• [Your task]
Please set down only the lines between the line containing "fn eq(&self, other: &&str)" and the end of the records, inclusive, exactly as they stand.

• [Dataset entries]
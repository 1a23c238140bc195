//! Command and response framing.
//!
//! Commands are written verbatim without any delimiter. Responses carry no
//! length prefix, the end of a response is detected by reading it in
//! chunks: a read shorter than the chunk size that ends with [`SENTINEL`]
//! is the last one.
//!
//! A response whose final read happens to fill a whole chunk is never
//! recognized as complete, the read then only ends with an error or the
//! read timeout.
use std::{io, time::Duration};

use bytes::{Bytes, BytesMut};
use tokio::io::{AsyncRead, AsyncReadExt, AsyncWrite, AsyncWriteExt};

use crate::{Error, Result, common::{trace, verbose}};

/// Marks the end of a response.
pub const SENTINEL: &[u8] = b"OK";

/// Write `bytes` as is and flush.
pub(crate) async fn write_raw<W>(io: &mut W, bytes: &[u8]) -> Result<()>
where
    W: AsyncWrite + Unpin,
{
    io.write_all(bytes).await?;
    io.flush().await?;
    Ok(())
}

/// A single read, end of stream is an error.
pub(crate) async fn read_once<R>(io: &mut R, buf: &mut [u8], timeout: Option<Duration>) -> Result<usize>
where
    R: AsyncRead + Unpin,
{
    let result = match timeout {
        Some(timeout) => match tokio::time::timeout(timeout, io.read(buf)).await {
            Ok(result) => result,
            Err(_) => Err(io::Error::new(
                io::ErrorKind::TimedOut,
                format!("no data received after {timeout:?}"),
            )),
        },
        None => io.read(buf).await,
    };

    match result {
        Ok(0) => Err(Error::read(io::ErrorKind::UnexpectedEof.into())),
        Ok(n) => Ok(n),
        Err(err) => Err(Error::read(err)),
    }
}

/// Returns `true` if `read` is the final read of a response.
pub fn is_terminal(read: &[u8], chunk_size: usize) -> bool {
    read.len() < chunk_size && read.ends_with(SENTINEL)
}

/// Read a response until the terminal read, returning it without [`SENTINEL`].
pub(crate) async fn read_framed<R>(io: &mut R, chunk_size: usize, timeout: Option<Duration>) -> Result<Bytes>
where
    R: AsyncRead + Unpin,
{
    let mut response = BytesMut::with_capacity(chunk_size);
    let mut chunk = vec![0u8; chunk_size];

    loop {
        let n = read_once(io, &mut chunk, timeout).await?;
        let read = &chunk[..n];
        verbose!(len = n, "chunk");

        if is_terminal(read, chunk_size) {
            response.extend_from_slice(&read[..n - SENTINEL.len()]);
            break;
        }

        response.extend_from_slice(read);
    }

    trace!("response complete, {} bytes", response.len());
    Ok(response.freeze())
}

#[cfg(test)]
mod test {
    use std::{io, time::Duration};

    use super::*;
    use crate::{ErrorKind, common::mock::MockStream};

    #[test]
    fn terminal_read() {
        assert!(is_terminal(b"defOK", 8));
        assert!(is_terminal(b"OK", 8));
        assert!(!is_terminal(b"defOK", 5));
        assert!(!is_terminal(b"def", 8));
        assert!(!is_terminal(b"OKdef", 8));
    }

    #[tokio::test]
    async fn strips_sentinel() {
        let mut io = MockStream::new().frame("abc").frame("defOK");
        let res = read_framed(&mut io, 8, None).await.unwrap();
        assert_eq!(&res[..], b"abcdef");
    }

    #[tokio::test]
    async fn full_chunks_accumulate() {
        let mut io = MockStream::new().frame("abcd").frame("efgh").frame("iOK");
        let res = read_framed(&mut io, 4, None).await.unwrap();
        assert_eq!(&res[..], b"abcdefghi");
    }

    #[tokio::test]
    async fn full_chunk_with_sentinel_is_not_terminal() {
        let mut io = MockStream::new().frame("abc").frame("defOK").frame("OK");
        let res = read_framed(&mut io, 5, None).await.unwrap();
        assert_eq!(&res[..], b"abcdefOK");
    }

    #[tokio::test]
    async fn empty_response() {
        let mut io = MockStream::new().frame("OK");
        let res = read_framed(&mut io, 80, None).await.unwrap();
        assert!(res.is_empty());
    }

    #[tokio::test]
    async fn read_error_aborts() {
        let mut io = MockStream::new().frame("abc").fail(io::ErrorKind::ConnectionReset);
        let err = read_framed(&mut io, 80, None).await.unwrap_err();
        let ErrorKind::Read(err) = err.kind() else { panic!("{err}") };
        assert_eq!(err.kind(), io::ErrorKind::ConnectionReset);
    }

    #[tokio::test]
    async fn end_of_stream_aborts() {
        // exact boundary response, the server closes without a short read
        let mut io = MockStream::new().frame("abcdeOK");
        let err = read_framed(&mut io, 7, None).await.unwrap_err();
        let ErrorKind::Read(err) = err.kind() else { panic!("{err}") };
        assert_eq!(err.kind(), io::ErrorKind::UnexpectedEof);
    }

    #[tokio::test]
    async fn read_timeout() {
        let (mut io, _server) = tokio::io::duplex(64);
        let err = read_framed(&mut io, 80, Some(Duration::from_millis(20))).await.unwrap_err();
        let ErrorKind::Read(err) = err.kind() else { panic!("{err}") };
        assert_eq!(err.kind(), io::ErrorKind::TimedOut);
    }

    #[tokio::test]
    async fn writes_verbatim() {
        let mut io = MockStream::new();
        write_raw(&mut io, b"list servers").await.unwrap();
        assert_eq!(io.written, b"list servers");
    }
}
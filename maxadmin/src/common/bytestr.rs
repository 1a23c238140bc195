use bytes::Bytes;

/// A cheaply cloneable and sliceable str.
///
/// Server records parsed from a command response are slices of the response
/// buffer, so a whole table shares one allocation.
pub struct ByteStr {
    bytes: Bytes,
}

impl ByteStr {
    /// Converts a `Bytes` to a `ByteStr`.
    pub fn from_utf8(bytes: Bytes) -> Result<Self, std::str::Utf8Error> {
        std::str::from_utf8(&bytes)?;
        Ok(Self { bytes })
    }

    /// Creates `ByteStr` instance from str slice, by copying it.
    pub fn copy_from_str(string: &str) -> Self {
        Self { bytes: Bytes::copy_from_slice(string.as_bytes()) }
    }

    /// Creates a new `ByteStr` from a static str without copying.
    pub const fn from_static(string: &'static str) -> Self {
        Self { bytes: Bytes::from_static(string.as_bytes()) }
    }

    /// Returns a slice str of self that is equivalent to the given `subset`.
    ///
    /// This operation is `O(1)`.
    ///
    /// # Panics
    ///
    /// Requires that the given `subset` is in fact contained within the
    /// `ByteStr` buffer, see [`Bytes::slice_ref`].
    pub fn slice_ref(&self, subset: &str) -> Self {
        Self { bytes: Bytes::slice_ref(&self.bytes, subset.as_bytes()) }
    }

    /// Returns the str.
    pub fn as_str(&self) -> &str {
        // SAFETY: constructors only accept valid utf8, and `Bytes` is immutable
        unsafe { std::str::from_utf8_unchecked(&self.bytes) }
    }

    /// Consumes self, returning the underlying bytes.
    pub fn into_bytes(self) -> Bytes {
        self.bytes
    }
}

impl AsRef<str> for ByteStr {
    fn as_ref(&self) -> &str {
        self.as_str()
    }
}

impl std::ops::Deref for ByteStr {
    type Target = str;

    fn deref(&self) -> &Self::Target {
        self.as_str()
    }
}

impl Clone for ByteStr {
    fn clone(&self) -> Self {
        Self { bytes: Bytes::clone(&self.bytes) }
    }
}

impl Default for ByteStr {
    fn default() -> Self {
        Self { bytes: Bytes::new() }
    }
}

impl std::fmt::Display for ByteStr {
    fn fmt(&self, f: &mut std::fmt::Formatter<'_>) -> std::fmt::Result {
        <str as std::fmt::Display>::fmt(self, f)
    }
}

impl std::fmt::Debug for ByteStr {
    fn fmt(&self, f: &mut std::fmt::Formatter<'_>) -> std::fmt::Result {
        <str as std::fmt::Debug>::fmt(self, f)
    }
}

impl PartialEq for ByteStr {
    fn eq(&self, other: &Self) -> bool {
        str::eq(self.as_str(), other.as_str())
    }
}

impl Eq for ByteStr { }

impl PartialEq<str> for ByteStr {
    fn eq(&self, other: &str) -> bool {
        str::eq(self, other)
    }
}

impl PartialEq<&str> for ByteStr {
    fn eq(&self, other: &&str) -> bool {
        str::eq(self, *other)
    }
}

impl From<&'static str> for ByteStr {
    fn from(value: &'static str) -> Self {
        Self::from_static(value)
    }
}

impl From<String> for ByteStr {
    fn from(value: String) -> Self {
        Self { bytes: Bytes::from(value.into_bytes()) }
    }
}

• [Answer to the problem]
    fn eq(&self, other: &&str) -> bool {
        str::eq(self, *other)
    }
}

impl From<&'static str> for ByteStr {
    fn from(value: &'static str) -> Self {
        Self::from_static(value)
    }
}

impl From<String> for ByteStr {
    fn from(value: String) -> Self {
        Self { bytes: Bytes::from(value.into_bytes()) }
    }
}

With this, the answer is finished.